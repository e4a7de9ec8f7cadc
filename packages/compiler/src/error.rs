use sprig_common::ServiceError;
use sprig_parser::ParseError;
use sprig_reactive::ReactiveError;
use thiserror::Error;

pub type CompileResult<T> = Result<T, CompileError>;
pub type ViewResult<T> = Result<T, ViewError>;

/// Template authoring errors; fatal for the subtree being compiled
#[derive(Error, Debug, Clone, PartialEq)]
pub enum CompileError {
    #[error("Directive :{directive} on <{tag}> requires a value")]
    MissingValue { directive: String, tag: String },

    #[error("Malformed :{directive} value `{source_text}`: {error}")]
    Malformed {
        directive: String,
        source_text: String,
        error: ParseError,
    },

    #[error("Unknown validation rule '{rule}' in :validate")]
    UnknownRule { rule: String },

    #[error(transparent)]
    Reactive(#[from] ReactiveError),
}

impl CompileError {
    pub fn missing_value(directive: impl Into<String>, tag: impl Into<String>) -> Self {
        Self::MissingValue {
            directive: directive.into(),
            tag: tag.into(),
        }
    }

    pub fn malformed(directive: impl Into<String>, source_text: impl Into<String>, error: ParseError) -> Self {
        Self::Malformed {
            directive: directive.into(),
            source_text: source_text.into(),
            error,
        }
    }
}

/// Errors surfaced by [`crate::View::load`]
#[derive(Error, Debug, Clone, PartialEq)]
pub enum ViewError {
    #[error("Template markup error: {0}")]
    Markup(#[from] ParseError),

    #[error(transparent)]
    Compile(#[from] CompileError),

    #[error(transparent)]
    Service(#[from] ServiceError),

    #[error("View scope must be an object, got {kind}")]
    InvalidScope { kind: &'static str },

    #[error("Unknown model '{name}'")]
    UnknownModel { name: String },

    #[error("View is not loaded")]
    NotLoaded,

    #[error(transparent)]
    Reactive(#[from] ReactiveError),
}
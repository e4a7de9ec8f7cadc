//! Live, arena-backed DOM.
//!
//! Nodes are addressed by [`NodeId`] and mutated in place; a node keeps its
//! id, attached or not, until it is handed back with [`Document::release`].
//! Released slots are reused by later allocations.

use indexmap::IndexMap;
use serde::Serialize;
use sprig_common::Rect;
use sprig_parser::{is_void_element, parse_markup, MarkupNode, ParseResult};
use sprig_reactive::Value;
use std::cell::RefCell;
use std::fmt::Write as _;
use std::rc::Rc;

#[derive(Debug, Clone, Copy, PartialEq, Eq, Hash, PartialOrd, Ord, Serialize)]
pub struct NodeId(pub u32);

impl NodeId {
    pub fn index(self) -> usize {
        self.0 as usize
    }
}

pub type ListenerId = u64;

pub type ListenerFn = Rc<dyn Fn(&mut Event)>;

#[derive(Debug, Clone, PartialEq)]
pub enum NodeKind {
    Element {
        tag: String,
        attributes: IndexMap<String, String>,
        styles: IndexMap<String, String>,
    },
    Text {
        content: String,
    },
    Comment {
        content: String,
    },
    Fragment,
}

struct Listener {
    id: ListenerId,
    event: String,
    callback: ListenerFn,
}

struct NodeData {
    kind: NodeKind,
    parent: Option<NodeId>,
    children: Vec<NodeId>,
    listeners: Vec<Listener>,
    /// Form `value` property, falls back to the attribute
    value: Option<String>,
    /// Form `checked` property, falls back to the attribute
    checked: Option<bool>,
    /// Compile-plan sign, copied by `clone_node`
    sign: Option<u32>,
    rect: Option<Rect>,
    released: bool,
}

impl NodeData {
    fn new(kind: NodeKind) -> Self {
        Self {
            kind,
            parent: None,
            children: Vec::new(),
            listeners: Vec::new(),
            value: None,
            checked: None,
            sign: None,
            rect: None,
            released: false,
        }
    }
}

#[derive(Default)]
struct Arena {
    nodes: Vec<NodeData>,
    free: Vec<NodeId>,
    next_listener: ListenerId,
}

impl Arena {
    fn node(&self, id: NodeId) -> &NodeData {
        &self.nodes[id.index()]
    }

    fn node_mut(&mut self, id: NodeId) -> &mut NodeData {
        &mut self.nodes[id.index()]
    }

    fn push(&mut self, data: NodeData) -> NodeId {
        if let Some(id) = self.free.pop() {
            self.nodes[id.index()] = data;
            return id;
        }
        let id = NodeId(self.nodes.len() as u32);
        self.nodes.push(data);
        id
    }

    fn detach(&mut self, id: NodeId) {
        if let Some(parent) = self.node_mut(id).parent.take() {
            self.node_mut(parent).children.retain(|c| *c != id);
        }
    }
}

__WHAT YOU ARE ASKED TO DO__. Please transcribe the data shown above in full, exactly as it stands.

__SOLVED PROBLEM__.
repository e4a7de9ec8f7cadc
filename packages/compiler/src/error.rs
use sprig_common::ServiceError;
use sprig_parser::ParseError;
use sprig_reactive::ReactiveError;
use thiserror::Error;

pub type CompileResult<T> = Result<T, CompileError>;
pub type ViewResult<T> = Result<T, ViewError>;

/// Template authoring errors; fatal for the subtree being compiled
#[derive(Error, Debug, Clone, PartialEq)]
pub enum CompileError {
    #[error("Directive :{directive} on <{tag}> requires a value")]
    MissingValue { directive: String, tag: String },

    #[error("Malformed :{directive} value `{source_text}`: {error}")]
    Malformed {
        directive: String,
        source_text: String,
        error: ParseError,
    },

    #[error("Unknown validation rule '{rule}' in :validate")]
    UnknownRule { rule: String },

    #[error(transparent)]
    Reactive(#[from] ReactiveError),
}

impl CompileError {
    pub fn missing_value(directive: impl Into<String>, tag: impl Into<String>) -> Self {
        Self::MissingValue {
            directive: directive.into(),
            tag: tag.into(),
        }
    }

    pub fn malformed(directive: impl Into<String>, source_text: impl Into<String>, error: ParseError) -> Self {
        Self::Malformed {
            directive: directive.into(),
            source_text: source_text.into(),
            error,
        }
    }
}

/// Errors surfaced by [`crate::View::load`]
#[derive(Error, Debug, Clone, PartialEq)]
pub enum ViewError {
    #[error("Template markup error: {0}")]
    Markup(#[from] ParseError),

    #[error(transparent)]
    Compile(#[from] CompileError),

    #[error(transparent)]
    Service(#[from] ServiceError),

    #[error("View scope must be an object, got {kind}")]
    InvalidScope { kind: &'static str },

    #[error("Unknown model '{name}'")]
    UnknownModel { name: String },

    #[error("View is not loaded")]
    NotLoaded,

    #[error(transparent)]
    Reactive(#[from] ReactiveError),
}
repository e4a7de9ec8f7cadc
//! Live, arena-backed DOM.
//!
//! Nodes are addressed by [`NodeId`] and mutated in place; a node keeps its
//! id, attached or not, until it is handed back with [`Document::release`].
//! Released slots are reused by later allocations.

use indexmap::IndexMap;
use serde::Serialize;
use sprig_common::Rect;
use sprig_parser::{is_void_element, parse_markup, MarkupNode, ParseResult};
use sprig_reactive::Value;
use std::cell::RefCell;
use std::fmt::Write as _;
use std::rc::Rc;

#[derive(Debug, Clone, Copy, PartialEq, Eq, Hash, PartialOrd, Ord, Serialize)]
pub struct NodeId(pub u32);

impl NodeId {
    pub fn index(self) -> usize {
        self.0 as usize
    }
}

pub type ListenerId = u64;

pub type ListenerFn = Rc<dyn Fn(&mut Event)>;

#[derive(Debug, Clone, PartialEq)]
pub enum NodeKind {
    Element {
        tag: String,
        attributes: IndexMap<String, String>,
        styles: IndexMap<String, String>,
    },
    Text {
        content: String,
    },
    Comment {
        content: String,
    },
    Fragment,
}

struct Listener {
    id: ListenerId,
    event: String,
    callback: ListenerFn,
}

struct NodeData {
    kind: NodeKind,
    parent: Option<NodeId>,
    children: Vec<NodeId>,
    listeners: Vec<Listener>,
    /// Form `value` property, falls back to the attribute
    value: Option<String>,
    /// Form `checked` property, falls back to the attribute
    checked: Option<bool>,
    /// Compile-plan sign, copied by `clone_node`
    sign: Option<u32>,
    rect: Option<Rect>,
    released: bool,
}

impl NodeData {
    fn new(kind: NodeKind) -> Self {
        Self {
            kind,
            parent: None,
            children: Vec::new(),
            listeners: Vec::new(),
            value: None,
            checked: None,
            sign: None,
            rect: None,
            released: false,
        }
    }
}

#[derive(Default)]
struct Arena {
    nodes: Vec<NodeData>,
    free: Vec<NodeId>,
    next_listener: ListenerId,
}

impl Arena {
    fn node(&self, id: NodeId) -> &NodeData {
        &self.nodes[id.index()]
    }

    fn node_mut(&mut self, id: NodeId) -> &mut NodeData {
        &mut self.nodes[id.index()]
    }

    fn push(&mut self, data: NodeData) -> NodeId {
        if let Some(id) = self.free.pop() {
            self.nodes[id.index()] = data;
            return id;
        }
        let id = NodeId(self.nodes.len() as u32);
        self.nodes.push(data);
        id
    }

    fn detach(&mut self, id: NodeId) {
        if let Some(parent) = self.node_mut(id).parent.take() {
            self.node_mut(parent).children.retain(|c| *c != id);
        }
    }
}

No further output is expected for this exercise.